• What the exercise asks: Records follow. Select each line holding "precision".

------------------------------------------------------------------------

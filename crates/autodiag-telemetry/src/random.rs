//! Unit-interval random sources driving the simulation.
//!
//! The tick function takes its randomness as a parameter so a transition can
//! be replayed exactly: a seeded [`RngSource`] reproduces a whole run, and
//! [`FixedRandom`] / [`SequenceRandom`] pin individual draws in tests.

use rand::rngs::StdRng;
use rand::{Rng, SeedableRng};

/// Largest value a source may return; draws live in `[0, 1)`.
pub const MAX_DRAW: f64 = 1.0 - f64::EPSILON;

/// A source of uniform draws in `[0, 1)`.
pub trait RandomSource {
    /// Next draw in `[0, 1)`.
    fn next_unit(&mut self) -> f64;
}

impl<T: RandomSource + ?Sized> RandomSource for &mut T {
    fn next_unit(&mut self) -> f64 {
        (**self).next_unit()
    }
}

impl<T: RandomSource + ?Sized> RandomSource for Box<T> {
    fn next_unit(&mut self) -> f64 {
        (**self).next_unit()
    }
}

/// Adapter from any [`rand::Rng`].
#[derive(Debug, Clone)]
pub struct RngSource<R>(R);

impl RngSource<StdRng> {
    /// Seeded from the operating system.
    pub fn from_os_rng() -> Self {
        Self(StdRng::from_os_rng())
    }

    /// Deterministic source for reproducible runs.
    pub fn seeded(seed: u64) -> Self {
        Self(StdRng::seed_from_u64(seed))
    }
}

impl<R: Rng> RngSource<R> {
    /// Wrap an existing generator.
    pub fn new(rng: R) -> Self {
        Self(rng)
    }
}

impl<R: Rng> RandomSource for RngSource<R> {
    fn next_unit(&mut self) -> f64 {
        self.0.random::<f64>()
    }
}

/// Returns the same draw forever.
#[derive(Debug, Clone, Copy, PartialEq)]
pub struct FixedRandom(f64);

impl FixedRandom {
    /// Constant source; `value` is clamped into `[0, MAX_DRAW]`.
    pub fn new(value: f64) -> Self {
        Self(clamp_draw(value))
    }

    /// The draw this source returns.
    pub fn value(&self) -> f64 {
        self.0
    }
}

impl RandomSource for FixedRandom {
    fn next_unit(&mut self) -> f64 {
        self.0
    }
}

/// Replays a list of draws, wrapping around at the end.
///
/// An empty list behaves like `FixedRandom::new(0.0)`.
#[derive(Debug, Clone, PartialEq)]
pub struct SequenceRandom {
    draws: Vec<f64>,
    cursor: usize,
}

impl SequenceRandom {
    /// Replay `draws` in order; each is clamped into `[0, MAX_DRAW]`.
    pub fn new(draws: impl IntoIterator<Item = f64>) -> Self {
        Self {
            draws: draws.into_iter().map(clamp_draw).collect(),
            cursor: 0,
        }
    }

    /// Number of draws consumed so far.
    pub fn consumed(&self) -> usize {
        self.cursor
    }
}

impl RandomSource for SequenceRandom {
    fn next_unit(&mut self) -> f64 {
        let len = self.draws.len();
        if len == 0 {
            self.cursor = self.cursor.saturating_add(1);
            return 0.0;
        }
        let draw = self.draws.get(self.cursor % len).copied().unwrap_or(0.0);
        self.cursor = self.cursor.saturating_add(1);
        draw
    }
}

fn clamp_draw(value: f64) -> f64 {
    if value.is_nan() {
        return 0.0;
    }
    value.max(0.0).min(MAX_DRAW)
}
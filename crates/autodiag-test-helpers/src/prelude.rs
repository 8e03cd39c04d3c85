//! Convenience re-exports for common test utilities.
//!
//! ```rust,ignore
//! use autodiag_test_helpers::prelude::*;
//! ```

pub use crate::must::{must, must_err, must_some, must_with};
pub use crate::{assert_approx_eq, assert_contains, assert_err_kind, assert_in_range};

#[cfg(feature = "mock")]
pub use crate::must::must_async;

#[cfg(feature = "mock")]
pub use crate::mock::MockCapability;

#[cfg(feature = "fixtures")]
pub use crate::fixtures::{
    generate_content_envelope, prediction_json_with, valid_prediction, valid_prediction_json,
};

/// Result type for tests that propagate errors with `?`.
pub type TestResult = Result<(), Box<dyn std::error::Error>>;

------------------------------------------------------------------------

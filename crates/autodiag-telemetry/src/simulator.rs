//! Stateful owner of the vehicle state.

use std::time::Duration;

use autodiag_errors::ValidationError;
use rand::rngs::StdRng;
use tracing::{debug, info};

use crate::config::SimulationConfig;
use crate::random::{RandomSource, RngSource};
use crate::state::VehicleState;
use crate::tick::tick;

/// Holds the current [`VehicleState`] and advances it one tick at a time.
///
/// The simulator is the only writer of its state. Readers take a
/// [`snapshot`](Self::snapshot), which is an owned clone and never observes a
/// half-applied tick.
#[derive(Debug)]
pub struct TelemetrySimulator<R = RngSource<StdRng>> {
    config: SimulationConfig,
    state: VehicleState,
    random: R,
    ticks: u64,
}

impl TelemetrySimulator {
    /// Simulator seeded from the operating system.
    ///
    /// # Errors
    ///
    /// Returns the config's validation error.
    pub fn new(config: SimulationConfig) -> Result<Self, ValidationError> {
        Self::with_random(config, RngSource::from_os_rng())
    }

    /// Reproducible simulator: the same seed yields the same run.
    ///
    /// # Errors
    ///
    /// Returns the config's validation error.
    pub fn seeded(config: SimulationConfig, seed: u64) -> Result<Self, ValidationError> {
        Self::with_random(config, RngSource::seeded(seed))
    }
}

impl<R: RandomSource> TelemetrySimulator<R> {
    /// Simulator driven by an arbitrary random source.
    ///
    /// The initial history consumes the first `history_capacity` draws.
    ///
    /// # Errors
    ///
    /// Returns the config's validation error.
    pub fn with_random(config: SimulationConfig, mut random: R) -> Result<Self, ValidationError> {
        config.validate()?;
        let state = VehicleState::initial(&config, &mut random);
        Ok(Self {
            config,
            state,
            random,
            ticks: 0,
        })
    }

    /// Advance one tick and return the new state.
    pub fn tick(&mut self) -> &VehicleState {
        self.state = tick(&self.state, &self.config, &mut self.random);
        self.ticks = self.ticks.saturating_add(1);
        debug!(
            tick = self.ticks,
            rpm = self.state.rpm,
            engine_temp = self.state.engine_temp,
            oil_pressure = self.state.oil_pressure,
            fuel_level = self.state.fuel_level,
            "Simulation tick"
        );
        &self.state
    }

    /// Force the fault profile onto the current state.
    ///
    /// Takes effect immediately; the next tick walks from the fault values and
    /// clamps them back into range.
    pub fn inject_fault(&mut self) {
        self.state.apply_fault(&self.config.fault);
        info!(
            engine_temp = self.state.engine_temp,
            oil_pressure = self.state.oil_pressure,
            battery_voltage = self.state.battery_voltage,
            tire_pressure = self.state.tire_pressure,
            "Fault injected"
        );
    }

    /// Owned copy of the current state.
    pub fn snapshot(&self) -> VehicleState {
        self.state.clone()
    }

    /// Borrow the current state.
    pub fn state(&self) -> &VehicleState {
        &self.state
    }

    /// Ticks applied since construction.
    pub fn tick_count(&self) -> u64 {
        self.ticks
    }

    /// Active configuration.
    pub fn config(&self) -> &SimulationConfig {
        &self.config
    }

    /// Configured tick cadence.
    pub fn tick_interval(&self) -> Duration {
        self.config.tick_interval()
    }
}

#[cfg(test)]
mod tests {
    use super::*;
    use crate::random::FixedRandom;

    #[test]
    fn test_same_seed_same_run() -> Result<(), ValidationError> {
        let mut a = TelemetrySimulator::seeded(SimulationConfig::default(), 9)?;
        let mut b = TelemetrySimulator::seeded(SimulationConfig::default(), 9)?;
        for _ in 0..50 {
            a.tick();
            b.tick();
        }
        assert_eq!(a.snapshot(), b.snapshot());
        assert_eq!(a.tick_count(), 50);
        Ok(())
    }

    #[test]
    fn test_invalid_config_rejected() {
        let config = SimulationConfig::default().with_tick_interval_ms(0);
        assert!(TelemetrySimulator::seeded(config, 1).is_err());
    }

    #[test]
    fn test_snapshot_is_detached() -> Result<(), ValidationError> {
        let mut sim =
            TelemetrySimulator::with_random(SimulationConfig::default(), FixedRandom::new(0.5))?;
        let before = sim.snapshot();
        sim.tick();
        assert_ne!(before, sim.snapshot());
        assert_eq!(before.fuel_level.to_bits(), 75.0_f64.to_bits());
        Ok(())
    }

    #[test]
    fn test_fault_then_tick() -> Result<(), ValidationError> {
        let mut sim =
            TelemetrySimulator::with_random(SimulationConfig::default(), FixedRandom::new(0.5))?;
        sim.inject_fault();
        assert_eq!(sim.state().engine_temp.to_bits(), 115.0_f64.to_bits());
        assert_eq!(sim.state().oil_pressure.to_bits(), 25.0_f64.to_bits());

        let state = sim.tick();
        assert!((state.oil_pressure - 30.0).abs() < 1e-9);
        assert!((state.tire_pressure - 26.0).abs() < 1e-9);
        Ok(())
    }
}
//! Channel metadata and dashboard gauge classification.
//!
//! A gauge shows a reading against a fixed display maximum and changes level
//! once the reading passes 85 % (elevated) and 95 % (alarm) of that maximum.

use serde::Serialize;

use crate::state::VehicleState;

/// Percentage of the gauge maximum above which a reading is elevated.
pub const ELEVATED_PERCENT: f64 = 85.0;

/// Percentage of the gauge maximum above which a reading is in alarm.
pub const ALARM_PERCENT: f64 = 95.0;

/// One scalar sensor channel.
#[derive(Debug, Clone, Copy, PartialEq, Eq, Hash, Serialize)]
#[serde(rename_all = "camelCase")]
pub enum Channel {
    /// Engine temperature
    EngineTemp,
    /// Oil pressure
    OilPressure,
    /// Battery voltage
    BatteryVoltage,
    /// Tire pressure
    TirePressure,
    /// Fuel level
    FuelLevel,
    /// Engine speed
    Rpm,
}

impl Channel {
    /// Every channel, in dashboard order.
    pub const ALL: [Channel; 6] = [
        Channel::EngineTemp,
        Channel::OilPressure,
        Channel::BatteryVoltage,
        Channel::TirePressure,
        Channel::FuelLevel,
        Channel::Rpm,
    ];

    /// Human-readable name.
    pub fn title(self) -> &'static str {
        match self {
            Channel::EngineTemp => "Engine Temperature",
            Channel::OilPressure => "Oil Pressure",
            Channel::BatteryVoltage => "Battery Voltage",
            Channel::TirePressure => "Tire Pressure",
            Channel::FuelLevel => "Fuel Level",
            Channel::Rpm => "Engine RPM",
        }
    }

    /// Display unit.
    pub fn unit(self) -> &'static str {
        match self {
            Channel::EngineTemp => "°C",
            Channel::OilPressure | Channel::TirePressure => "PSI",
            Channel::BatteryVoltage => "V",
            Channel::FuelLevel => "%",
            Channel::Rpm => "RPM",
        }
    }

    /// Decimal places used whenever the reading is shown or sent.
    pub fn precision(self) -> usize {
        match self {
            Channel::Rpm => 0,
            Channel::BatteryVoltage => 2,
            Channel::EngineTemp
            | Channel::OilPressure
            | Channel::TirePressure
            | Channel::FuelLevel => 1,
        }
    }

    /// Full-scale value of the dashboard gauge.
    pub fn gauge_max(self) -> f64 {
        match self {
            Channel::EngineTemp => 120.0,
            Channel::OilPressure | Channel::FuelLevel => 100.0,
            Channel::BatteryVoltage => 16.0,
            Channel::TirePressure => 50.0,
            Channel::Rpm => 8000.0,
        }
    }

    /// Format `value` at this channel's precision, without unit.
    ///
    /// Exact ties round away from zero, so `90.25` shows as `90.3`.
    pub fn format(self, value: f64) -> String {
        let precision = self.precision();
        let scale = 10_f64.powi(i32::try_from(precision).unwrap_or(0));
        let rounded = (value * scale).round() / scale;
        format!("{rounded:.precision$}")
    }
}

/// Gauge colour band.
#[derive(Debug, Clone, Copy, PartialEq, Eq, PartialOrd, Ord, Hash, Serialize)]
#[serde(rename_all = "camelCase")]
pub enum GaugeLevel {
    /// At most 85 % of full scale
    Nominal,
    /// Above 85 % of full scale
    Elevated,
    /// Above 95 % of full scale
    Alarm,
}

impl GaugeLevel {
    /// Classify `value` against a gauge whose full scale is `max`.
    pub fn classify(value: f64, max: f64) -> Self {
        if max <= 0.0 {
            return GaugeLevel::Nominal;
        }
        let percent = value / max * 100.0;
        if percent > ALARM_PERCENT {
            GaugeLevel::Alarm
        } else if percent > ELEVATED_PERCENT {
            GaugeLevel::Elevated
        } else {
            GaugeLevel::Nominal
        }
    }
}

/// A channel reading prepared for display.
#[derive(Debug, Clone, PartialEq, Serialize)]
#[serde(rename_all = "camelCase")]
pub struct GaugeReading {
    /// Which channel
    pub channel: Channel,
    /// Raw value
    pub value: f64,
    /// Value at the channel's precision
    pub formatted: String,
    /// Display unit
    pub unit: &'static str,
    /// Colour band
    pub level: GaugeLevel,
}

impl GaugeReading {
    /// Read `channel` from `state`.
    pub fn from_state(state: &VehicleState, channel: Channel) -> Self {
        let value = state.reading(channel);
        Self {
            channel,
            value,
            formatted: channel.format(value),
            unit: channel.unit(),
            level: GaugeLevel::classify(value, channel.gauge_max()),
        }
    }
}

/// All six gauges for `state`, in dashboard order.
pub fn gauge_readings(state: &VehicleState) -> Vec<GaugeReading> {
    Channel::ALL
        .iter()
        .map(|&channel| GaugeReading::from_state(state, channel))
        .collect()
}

------------------------------------------------------------------------

• Answer:
    pub fn precision(self) -> usize {
    /// Format `value` at this channel's precision, without unit.
        let precision = self.precision();
        let scale = 10_f64.powi(i32::try_from(precision).unwrap_or(0));
        format!("{rounded:.precision$}")
    /// Value at the channel's precision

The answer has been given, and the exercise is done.